As for the coins - you need the OLD half pennies - I think they went out of circulation in the 1960s, definitely pre 1972. (we changed to the new currency then. OLD 240 pennies = £1 NEW 100 pence = £1)


----------



## jpw1995 (Aug 19, 2006)

Yeah, I'm beginning to see that this game isn't as popular as it once was. I got some information from the guys on the UK forum, and one of them is trying to round up some halfpennies for me. Those guys seem to be just as helpful as our own Lumberjocks. Tony, can you think of any other, more popular pub games that might be a better gift idea?


----------



## Radish (Apr 11, 2007)

Skittles? Prolly have to ask a real Brit, not just an anglophile.
But here is a link to a British site with details about table skittles (or 9 pins). Looks like fun and something a Lumberjock could well make.


----------



## dennis (Aug 3, 2006)

I played this in a pub in London on a 200 year old board one summer. We cleaned it with ale. I remember the bottom sides of the pennys being smooth from age. The game started out on sailing ships. And here I thought I'd spent the whole summer in a blackout!


----------



## Tikka (May 14, 2007)

JP. The problem is today, that you do not get "Pub Games" any more they do not make money for the owner. Everything is electronic and you pay before you play, even darts are going that way now.

Skittles and Bar Skittles - 2 diiferent games, Bar Billiards (nothing like billards or Pool), Darts (several types of board) Cribbage was always a favorite as was dominoes - Good luck


----------



## Tikka (May 14, 2007)

*Douglas*. Your comment about anglophiles is incorrect and a little offensive. An Anglophile is a person who is fond of English culture and England in general.

A British person can come from England, Scotland or Wales.

As most of these games were distributed throughout Britain at one time or another, I think I am qualified to answer the question.
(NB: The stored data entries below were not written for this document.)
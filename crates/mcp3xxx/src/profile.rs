//! Chip models described as plain data.

use crate::error::CodecError;

/// Start, mode, sample and null bits surrounding the channel select field.
pub(crate) const FIXED_HEADER_BITS: u32 = 4;

/// Widest reading a [`u32`] can carry.
pub(crate) const MAX_RESOLUTION_BITS: u8 = 32;

/// Bit layout and clock limit of a specific ADC model.
///
/// Every model of the family speaks the same protocol; only these numbers
/// differ, so one codec serves them all.
#[derive(Debug, Clone, Copy, PartialEq, Eq)]
#[cfg_attr(feature = "defmt", derive(defmt::Format))]
pub struct ChipProfile {
    name: &'static str,
    channel_count: u8,
    resolution_bits: u8,
    max_speed_hz: u32,
}

impl ChipProfile {
    /// Describes a chip model.
    ///
    /// Fails with [`CodecError::InvalidProfile`] if any parameter is zero or
    /// the resolution is wider than a [`u32`] reading.
    pub const fn new(
        name: &'static str,
        channel_count: u8,
        resolution_bits: u8,
        max_speed_hz: u32,
    ) -> Result<Self, CodecError> {
        if channel_count == 0 || resolution_bits == 0 || max_speed_hz == 0 {
            return Err(CodecError::InvalidProfile);
        }

        if resolution_bits > MAX_RESOLUTION_BITS {
            return Err(CodecError::InvalidProfile);
        }

        Ok(Self {
            name,
            channel_count,
            resolution_bits,
            max_speed_hz,
        })
    }

    #[cfg(any(feature = "mcp300x", feature = "mcp320x"))]
    const fn builtin(
        name: &'static str,
        channel_count: u8,
        resolution_bits: u8,
        max_speed_hz: u32,
    ) -> Self {
        match Self::new(name, channel_count, resolution_bits, max_speed_hz) {
            Ok(profile) => profile,
            Err(_) => panic!("invalid built-in chip profile"),
        }
    }

    /// Model name, e.g. `"MCP3208"`.
    pub const fn name(&self) -> &'static str {
        self.name
    }

    /// Number of addressable input channels.
    pub const fn channel_count(&self) -> u8 {
        self.channel_count
    }

    /// Width of a reading in bits.
    pub const fn resolution_bits(&self) -> u32 {
        self.resolution_bits as u32
    }

    /// Advisory upper bound for the SPI clock. The driver never configures
    /// the bus itself.
    pub const fn max_speed_hz(&self) -> u32 {
        self.max_speed_hz
    }

    /// Bits needed to address the highest channel, `ceil(log2(channel_count))`.
    pub const fn channel_width(&self) -> u32 {
        u8::BITS - (self.channel_count - 1).leading_zeros()
    }

    /// Bits clocked before the first reading bit appears on the wire.
    pub const fn skip_bits(&self) -> u32 {
        FIXED_HEADER_BITS + self.channel_width()
    }

    /// Unpadded length of a request.
    pub const fn frame_bits(&self) -> u32 {
        self.skip_bits() + self.resolution_bits()
    }

    /// Length in bytes of both the request and the response.
    pub const fn frame_len(&self) -> usize {
        self.frame_bits().div_ceil(8) as usize
    }

    /// Largest reading the chip can return, `2^resolution_bits - 1`.
    pub const fn max_reading(&self) -> u32 {
        u32::MAX >> (u32::BITS - self.resolution_bits())
    }

    pub(crate) const fn check_channel(&self, channel: u8) -> Result<(), CodecError> {
        if channel < self.channel_count {
            Ok(())
        } else {
            Err(CodecError::InvalidChannel {
                channel,
                channel_count: self.channel_count,
            })
        }
    }
}

#[cfg(feature = "mcp300x")]
/// MCP3002: 2 channels, 10-bit.
pub const MCP3002: ChipProfile = ChipProfile::builtin("MCP3002", 2, 10, 1_200_000);
#[cfg(feature = "mcp300x")]
/// MCP3004: 4 channels, 10-bit.
pub const MCP3004: ChipProfile = ChipProfile::builtin("MCP3004", 4, 10, 1_350_000);
#[cfg(feature = "mcp300x")]
/// MCP3008: 8 channels, 10-bit.
pub const MCP3008: ChipProfile = ChipProfile::builtin("MCP3008", 8, 10, 1_350_000);

#[cfg(feature = "mcp320x")]
/// MCP3202: 2 channels, 12-bit.
pub const MCP3202: ChipProfile = ChipProfile::builtin("MCP3202", 2, 12, 900_000);
#[cfg(feature = "mcp320x")]
/// MCP3204: 4 channels, 12-bit.
pub const MCP3204: ChipProfile = ChipProfile::builtin("MCP3204", 4, 12, 1_000_000);
#[cfg(feature = "mcp320x")]
/// MCP3208: 8 channels, 12-bit.
pub const MCP3208: ChipProfile = ChipProfile::builtin("MCP3208", 8, 12, 1_000_000);

/// Every model enabled through cargo features.
pub const BUILTIN: &[ChipProfile] = &[
    #[cfg(feature = "mcp300x")]
    MCP3002,
    #[cfg(feature = "mcp300x")]
    MCP3004,
    #[cfg(feature = "mcp300x")]
    MCP3008,
    #[cfg(feature = "mcp320x")]
    MCP3202,
    #[cfg(feature = "mcp320x")]
    MCP3204,
    #[cfg(feature = "mcp320x")]
    MCP3208,
];

/// Looks up a built-in model, ignoring ASCII case.
pub fn by_name(name: &str) -> Option<ChipProfile> {
    BUILTIN
        .iter()
        .find(|profile| profile.name.eq_ignore_ascii_case(name))
        .copied()
}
As I was born and bred in Wales, I am and always will be British - Not English. Check your facts before make personal insults.


----------



## Radish (Apr 11, 2007)

*Tony*, I was referring to *myself *as the anglophile, and entreating JP to check with someone actually from the British Isles to see if Table Skittles was a popular game.
Glad to see that you were able to supply the necessary facts.
Sorry you misinterpreted my comment as referent to you. How you would imagine that I had any other reference to you other than as the esteemed purveyor of Tables and Chairs from Finland is beyond me. Not my intent to raise anyone's hackles.


----------



## Tikka (May 14, 2007)

Douglas

I guess it was just bad timing from you - as you were answering JP's previous comment and he was asking me for help and I am from Britain…..

Apology accepted and thanks for your e-mail


----------



## jpw1995 (Aug 19, 2006)

Thanks for all of your help, guys. I'm glad everyone was able to get that little misunderstanding straightened out. I think I'm going to stick with my original plan. I was able to get enought information to make the board correctly… or at least what I interpret as correct. Plus I just think a big slab of Mahogany would make a great looking project whether they actually play on it or not. I'll be sure to post the final result. Here's a picture of a typical Shove Ha'penny board for those who have no idea what I'm talking about.


----------



## MsDebbieP (Jan 4, 2007)

interesting!


----------



## Buckskin (Jun 26, 2007)

To cool. I can't wait to see the fruits of your efforts!


----------